> **BRIEF**
Which of the lines below hold the word "every"? Pull each of them out.

____________________

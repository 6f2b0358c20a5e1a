//! Walking directions with alternative routes.

use crate::client::{OrsClient, OrsError};
use serde::{Deserialize, Serialize};
use stepwise_core::{Geometry, Instruction, Leg, Point, Route, Step};

/// Alternative-route request options. OpenRouteService does not always
/// return multiple distinct walking routes, but asks for them when told to.
#[derive(Debug, Clone, Serialize)]
pub struct AlternativeRoutes {
    pub share_factor: f64,
    pub target_count: u32,
}

impl Default for AlternativeRoutes {
    fn default() -> Self {
        Self {
            share_factor: 0.8,
            target_count: 2,
        }
    }
}

#[derive(Debug, Serialize)]
struct DirectionsBody {
    /// Coordinates on the wire are [lon, lat].
    coordinates: Vec<[f64; 2]>,
    #[serde(skip_serializing_if = "Option::is_none")]
    options: Option<DirectionsOptions>,
}

#[derive(Debug, Serialize)]
struct DirectionsOptions {
    alternative_routes: AlternativeRoutes,
}

#[derive(Debug, Deserialize)]
pub(crate) struct DirectionsResponse {
    #[serde(default)]
    routes: Vec<WireRoute>,
}

#[derive(Debug, Deserialize)]
struct WireRoute {
    summary: WireSummary,
    /// Encoded polyline.
    #[serde(default)]
    geometry: String,
    #[serde(default)]
    segments: Vec<WireSegment>,
}

#[derive(Debug, Deserialize)]
struct WireSummary {
    #[serde(default)]
    distance: f64,
    duration: Option<f64>,
}

#[derive(Debug, Deserialize)]
struct WireSegment {
    #[serde(default)]
    steps: Vec<WireStep>,
}

#[derive(Debug, Deserialize)]
struct WireStep {
    #[serde(default)]
    instruction: String,
    #[serde(default)]
    distance: f64,
    #[serde(default)]
    duration: f64,
}

impl OrsClient {
    /// Fetch candidate walking routes from `origin` to `destination`.
    pub async fn walking_directions(
        &self,
        origin: Point,
        destination: Point,
        alternatives: Option<AlternativeRoutes>,
    ) -> Result<Vec<Route>, OrsError> {
        let body = DirectionsBody {
            coordinates: vec![[origin.lon, origin.lat], [destination.lon, destination.lat]],
            options: alternatives.map(|alternative_routes| DirectionsOptions { alternative_routes }),
        };

        tracing::debug!(
            origin_lat = origin.lat,
            origin_lon = origin.lon,
            dest_lat = destination.lat,
            dest_lon = destination.lon,
            "requesting walking directions"
        );

        let response = self
            .client
            .post(self.url("/v2/directions/foot-walking"))
            .header("Authorization", &self.config.api_key)
            .json(&body)
            .send()
            .await?;
        let response = Self::check_status(response).await?;
        let payload: DirectionsResponse = response.json().await?;

        Ok(routes_from_response(payload))
    }
}

/// Convert the wire response into engine routes, normalising geometry to
/// (lat, lon) handling at the decode boundary.
pub(crate) fn routes_from_response(response: DirectionsResponse) -> Vec<Route> {
    response
        .routes
        .into_iter()
        .map(|route| Route {
            legs: route
                .segments
                .into_iter()
                .map(|segment| Leg {
                    steps: segment
                        .steps
                        .into_iter()
                        .map(|step| {
                            Step::Leaf(Instruction {
                                text: step.instruction,
                                distance_m: step.distance,
                                duration_s: step.duration,
                                start: None,
                                end: None,
                            })
                        })
                        .collect(),
                })
                .collect(),
            geometry: Geometry::Encoded(route.geometry),
            duration_s: route.summary.duration,
            distance_m: route.summary.distance,
        })
        .collect()
}
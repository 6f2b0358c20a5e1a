//! Core data models shared by every stage of route evaluation.

use serde::{Deserialize, Serialize};

/// A geographic position in degrees.
#[derive(Debug, Clone, Copy, PartialEq, Serialize, Deserialize)]
pub struct Point {
    pub lat: f64,
    pub lon: f64,
}

impl Point {
    pub fn new(lat: f64, lon: f64) -> Self {
        Self { lat, lon }
    }
}

/// Route geometry as handed over by a directions provider.
///
/// Some providers return an encoded polyline string, others an already
/// decoded coordinate array; the engine accepts both.
#[derive(Debug, Clone, Serialize, Deserialize)]
#[serde(untagged)]
pub enum Geometry {
    Encoded(String),
    Points(Vec<Point>),
}

/// One candidate walking route returned by a directions provider.
#[derive(Debug, Clone, Serialize, Deserialize)]
pub struct Route {
    pub legs: Vec<Leg>,
    pub geometry: Geometry,
    /// Total travel time in seconds. A route without a duration cannot be
    /// scored and is excluded from selection.
    #[serde(default)]
    pub duration_s: Option<f64>,
    /// Total distance in meters.
    #[serde(default)]
    pub distance_m: f64,
}

/// One origin-to-destination segment of a route. Walking routes normally
/// have a single leg, but multi-stop directions produce more.
#[derive(Debug, Clone, Serialize, Deserialize)]
pub struct Leg {
    pub steps: Vec<Step>,
}

/// A turn-by-turn instruction node: either a single instruction or a group
/// of sub-steps (some providers nest one level deep).
#[derive(Debug, Clone, Serialize, Deserialize)]
#[serde(untagged)]
pub enum Step {
    Group(Vec<Step>),
    Leaf(Instruction),
}

/// Leaf payload of a [`Step`].
#[derive(Debug, Clone, Serialize, Deserialize)]
pub struct Instruction {
    pub text: String,
    #[serde(default)]
    pub distance_m: f64,
    #[serde(default)]
    pub duration_s: f64,
    #[serde(default)]
    pub start: Option<Point>,
    #[serde(default)]
    pub end: Option<Point>,
}

/// A sampled route point paired with its elevation in meters. Produced by
/// the elevation sampler, consumed by the slope estimator, never persisted.
#[derive(Debug, Clone, Copy, PartialEq)]
pub struct ElevationSample {
    pub point: Point,
    pub elevation_m: f64,
}

/// Per-candidate scoring diagnostics.
#[derive(Debug, Clone, Serialize, Deserialize)]
pub struct ScoreBreakdown {
    /// Index of the candidate in the original input list.
    pub index: usize,
    pub duration_s: f64,
    pub slope_factor: f64,
    pub step_count: usize,
    pub turn_count: usize,
    pub score: f64,
}

/// Result of one evaluation pass: the winning candidate plus the breakdowns
/// of every candidate that survived filtering.
#[derive(Debug, Clone, Serialize, Deserialize)]
pub struct Selection {
    pub best_index: usize,
    pub best: ScoreBreakdown,
    pub candidates: Vec<ScoreBreakdown>,
}

#[cfg(test)]
mod tests {
    use super::*;

    #[test]
    fn step_json_distinguishes_groups_from_leaves() {
        let raw = r#"[
            {"text": "Head north", "distance_m": 10.0, "duration_s": 8.0},
            [{"text": "Turn left", "distance_m": 5.0, "duration_s": 4.0}]
        ]"#;
        let steps: Vec<Step> = serde_json::from_str(raw).unwrap();
        assert!(matches!(steps[0], Step::Leaf(_)));
        assert!(matches!(&steps[1], Step::Group(children) if children.len() == 1));
    }

    #[test]
    fn geometry_accepts_both_wire_forms() {
        let encoded: Geometry = serde_json::from_str(r#""_p~iF~ps|U""#).unwrap();
        assert!(matches!(encoded, Geometry::Encoded(_)));

        let points: Geometry = serde_json::from_str(r#"[{"lat": 22.28, "lon": 114.13}]"#).unwrap();
        assert!(matches!(points, Geometry::Points(p) if p.len() == 1));
    }
}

____________________

> **ANSWER SECTION**
//! Core data models shared by every stage of route evaluation.
/// of every candidate that survived filtering.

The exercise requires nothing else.